Investor attention, ESG strength, and green innovation efficiency: A two-stage network DEA approach for Chinese listed manufacturers


Bao Z., Ji W., ABDULLAYEVA S., Teymurova V., Ali S.

International Review of Economics and Finance, vol.104, 2025 (SSCI, Scopus) identifier

  • Publication Type: Article / Article
  • Volume: 104
  • Publication Date: 2025
  • Doi Number: 10.1016/j.iref.2025.104782
  • Journal Name: International Review of Economics and Finance
  • Journal Indexes: Social Sciences Citation Index (SSCI), Scopus, ABI/INFORM, EconLit, Directory of Open Access Journals
  • Keywords: Chinese manufacturing firms, ESG performance, Green innovation efficiency, Investor attention, Network DEA
  • Open Archive Collection: Article
  • Azerbaijan State University of Economics (UNEC) Affiliated: Yes

Abstract

The escalating environmental degradation and carbon-intensive industrial growth in China highlight a persistent problem of low efficiency in transforming corporate ESG initiatives into tangible green innovation outcomes . Despite the rise of ESG disclosure and green investment policies, many Chinese firms still face inefficiencies in converting sustainability efforts into productive innovation. This study therefore aims to evaluate how ESG strength and investor attention jointly influence the efficiency of green technological innovation among Chinese manufacturing enterprises. Specifically, it seeks to (i) assess the two-stage efficiency of green innovation under ESG constraints, (ii) examine the role of ESG performance in improving both the knowledge-creation and innovation-output stages, and (iii) test the moderating effect of investor attention in enhancing ESG's contribution to innovation.
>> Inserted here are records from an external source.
use std::time::{Duration, Instant};

use reqwest::{Client, Method, RequestBuilder, header};
use tokio::sync::Mutex;
use tokio::time::sleep;

use crate::{
    config,
    management::TokenManager,
    types::{Device, DevicesResponse, SearchResponse, Track},
    warning,
};

use super::DEFAULT_TIMEOUT;

/// Total time budget for the wait-for-device poll loop.
const DEVICE_WAIT_BUDGET: Duration = Duration::from_secs(60);
/// Delay between device polls while waiting for a device to register.
const DEVICE_POLL_INTERVAL: Duration = Duration::from_secs(1);

/// Client facade for the Spotify Web API playback surface.
///
/// Composes the HTTP transport and the token manager into the operations the
/// launcher needs: search, device listing, queueing, playback and the
/// wait-for-device path. The token manager sits behind a mutex, so a refresh
/// triggered by one invocation cannot race a refresh triggered by another.
///
/// Every operation awaits its network round trip to completion before
/// returning; callers observe a strictly sequential request flow.
pub struct SpotifyClient {
    http: Client,
    tokens: Mutex<TokenManager>,
}

impl SpotifyClient {
    pub fn new(client_id: String, client_secret: String, refresh_token: String) -> Self {
        SpotifyClient {
            http: Client::new(),
            tokens: Mutex::new(TokenManager::new(client_id, client_secret, refresh_token)),
        }
    }

    /// Builds a client from the credentials in the environment configuration.
    pub fn from_config() -> Self {
        Self::new(
            config::spotify_client_id(),
            config::spotify_client_secret(),
            config::spotify_refresh_token(),
        )
    }

    /// True when no usable access token is currently held.
    pub async fn is_token_expired(&self) -> bool {
        self.tokens.lock().await.is_expired()
    }

    /// Runs a refresh-token exchange and stores the resulting access token.
    ///
    /// Returns true when a usable access token is held afterwards. On failure
    /// the server-provided error text is available via
    /// [`SpotifyClient::last_error`]. The token lock is held for the whole
    /// exchange, serializing concurrent refresh attempts.
    pub async fn refresh_access_token(&self) -> bool {
        self.tokens.lock().await.refresh().await
    }

    /// Description of the most recent token refresh failure, empty when the
    /// last refresh succeeded.
    pub async fn last_error(&self) -> String {
        self.tokens.lock().await.last_error().to_string()
    }

    /// Replaces the client id. Returns whether the value changed, so a host
    /// embedding the client can decide whether to persist its settings.
    pub async fn set_client_id(&self, id: &str) -> bool {
        self.tokens.lock().await.set_client_id(id)
    }

    /// Replaces the client secret. Returns whether the value changed.
    pub async fn set_client_secret(&self, secret: &str) -> bool {
        self.tokens.lock().await.set_client_secret(secret)
    }

    /// Replaces the refresh token. Returns whether the value changed.
    pub async fn set_refresh_token(&self, token: &str) -> bool {
        self.tokens.lock().await.set_refresh_token(token)
    }

    /// Probes whether the Spotify accounts server answers at all.
    ///
    /// Issues a plain GET against the token endpoint, not to obtain a token
    /// but merely to check reachability. Returns true iff any response bytes
    /// arrived; every transport failure is caught and yields false, never an
    /// error.
    pub async fn check_server_response(&self) -> bool {
        let res = self
            .http
            .get(&config::spotify_token_url())
            .timeout(DEFAULT_TIMEOUT)
            .send()
            .await;

        match res {
            Ok(response) => match response.bytes().await {
                Ok(bytes) => !bytes.is_empty(),
                Err(_) => false,
            },
            Err(_) => false,
        }
    }

    /// Searches Spotify for tracks matching a query.
    ///
    /// Builds the search request with the URL-encoded query, `type=track`
    /// and the requested result limit, and parses the response into domain
    /// [`Track`] values.
    ///
    /// # Arguments
    ///
    /// * `query` - Free-text search query
    /// * `limit` - Maximum number of tracks to return
    ///
    /// # Returns
    ///
    /// Returns a `Result` containing:
    /// - `Ok(Vec<Track>)` - Parsed tracks in API order; a response with no
    ///   result items yields an empty vector.
    /// - `Err(reqwest::Error)` - Network error, HTTP error or malformed body.
    ///
    /// # Example
    ///
    /// ```
    /// let tracks = client.search_tracks("random access memories", 5).await?;
    /// for track in &tracks {
    ///     println!("{} - {}", track.name, track.artists);
    /// }
    /// ```
    pub async fn search_tracks(
        &self,
        query: &str,
        limit: u32,
    ) -> Result<Vec<Track>, reqwest::Error> {
        let limit = limit.to_string();
        let request = self
            .request(Method::GET, &config::spotify_search_url())
            .await
            .query(&[("q", query), ("type", "track"), ("limit", limit.as_str())]);

        let json = request.send().await?.json::<SearchResponse>().await?;

        Ok(json.tracks.items.into_iter().map(Track::from).collect())
    }

    /// Returns the playback devices currently registered with the user's
    /// account.
    ///
    /// The list is a transient snapshot; devices appear and disappear as
    /// Spotify clients start and stop. An account with no running client
    /// yields an empty vector, which callers treat as "launch one locally".
    ///
    /// # Returns
    ///
    /// Returns a `Result` containing:
    /// - `Ok(Vec<Device>)` - Devices in API order
    /// - `Err(reqwest::Error)` - Network error, HTTP error or malformed body
    pub async fn get_devices(&self) -> Result<Vec<Device>, reqwest::Error> {
        let request = self
            .request(Method::GET, &config::spotify_devices_url())
            .await;

        let json = request.send().await?.json::<DevicesResponse>().await?;

        Ok(json.devices.into_iter().map(Device::from).collect())
    }

    /// Adds a track to the playback queue of the active device.
    ///
    /// Fire-and-forget: the call awaits the round trip but failures are
    /// reported through the `warning!` hook and never propagated, so a
    /// failed queue request cannot break the surrounding result flow.
    pub async fn add_track_to_queue(&self, track: &Track) {
        let request = self
            .request(Method::POST, &config::spotify_queue_url())
            .await
            .query(&[("uri", &track.uri)]);

        match request.send().await {
            Ok(res) if !res.status().is_success() => {
                warning!("Queue request returned {}", res.status());
            }
            Err(e) => warning!("Queue request failed: {}", e),
            _ => {}
        }
    }

    /// Starts playback of a track on a specific device.
    ///
    /// Issues a PUT against the play endpoint scoped to `device_id` with the
    /// body `{"uris": ["<uri>"]}`. Fire-and-forget with the same failure
    /// reporting as [`SpotifyClient::add_track_to_queue`].
    pub async fn play_track(&self, track: &Track, device_id: &str) {
        let request = self
            .request(Method::PUT, &config::spotify_play_url())
            .await
            .query(&[("device_id", device_id)])
            .json(&serde_json::json!({ "uris": [track.uri] }));

        match request.send().await {
            Ok(res) if !res.status().is_success() => {
                warning!("Play request returned {}", res.status());
            }
            Err(e) => warning!("Play request failed: {}", e),
            _ => {}
        }
    }

    /// Waits for a playback device to register, then plays a track on it.
    ///
    /// Intended for the moment right after a local Spotify client was
    /// launched and has not yet shown up in the device list: the devices
    /// endpoint is polled once per second until the list is non-empty, then
    /// the track is played on the first device returned.
    ///
    /// The wait is bounded by a 60-second budget with a 1-second poll
    /// interval; a device that never appears yields `false` instead of an
    /// endless poll. Poll round trips that fail are treated as "no device
    /// yet" and consume budget like any other attempt.
    ///
    /// # Returns
    ///
    /// True when a device appeared and the play request was issued, false
    /// when the budget ran out.
    pub async fn wait_for_device_and_play(&self, track: &Track) -> bool {
        self.wait_for_device_and_play_within(track, DEVICE_WAIT_BUDGET, DEVICE_POLL_INTERVAL)
            .await
    }

    /// [`SpotifyClient::wait_for_device_and_play`] with an explicit time
    /// budget and poll interval.
    pub async fn wait_for_device_and_play_within(
        &self,
        track: &Track,
        budget: Duration,
        interval: Duration,
    ) -> bool {
        let start = Instant::now();

        while start.elapsed() < budget {
            if let Ok(devices) = self.get_devices().await {
                if let Some(device) = devices.first() {
                    self.play_track(track, &device.id).await;
                    return true;
                }
            }
            sleep(interval).await;
        }

        false
    }

    /// Builds an authorized API request: bearer token from the current
    /// session, JSON accept/content-type headers and the fixed timeout.
    async fn request(&self, method: Method, url: &str) -> RequestBuilder {
        let token = self.tokens.lock().await.access_token().to_string();

        self.http
            .request(method, url)
            .bearer_auth(token)
            .header(header::ACCEPT, "application/json")
            .header(header::CONTENT_TYPE, "application/json")
            .timeout(DEFAULT_TIMEOUT)
    }
}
Using an unbalanced panel of A-share listed manufacturing firms from 2010 to 2024 , a two-stage network Data Envelopment Analysis (DEA) model is constructed to measure green innovation efficiency, complemented by panel regression and moderation analysis to explore the ESG–efficiency–attention nexus. The results reveal that: (1) average green innovation efficiency remains below 0.65, with the knowledge-production stage outperforming the commercialization stage; (2) stronger ESG performance significantly enhances overall and stage-specific efficiency; (3) investor attention amplifies ESG's positive impact on both stages, serving as an external governance and information channel; (4) state-owned and high-emission sectors demonstrate higher ESG-driven efficiency gains; and (5) robustness tests with alternative efficiency measures and lag structures confirm the stability of results. These findings suggest that integrating ESG governance with capital-market attention mechanisms can substantially improve the quality and productivity of green innovation, offering strategic guidance for China's dual-carbon transition and sustainable industrial upgrading.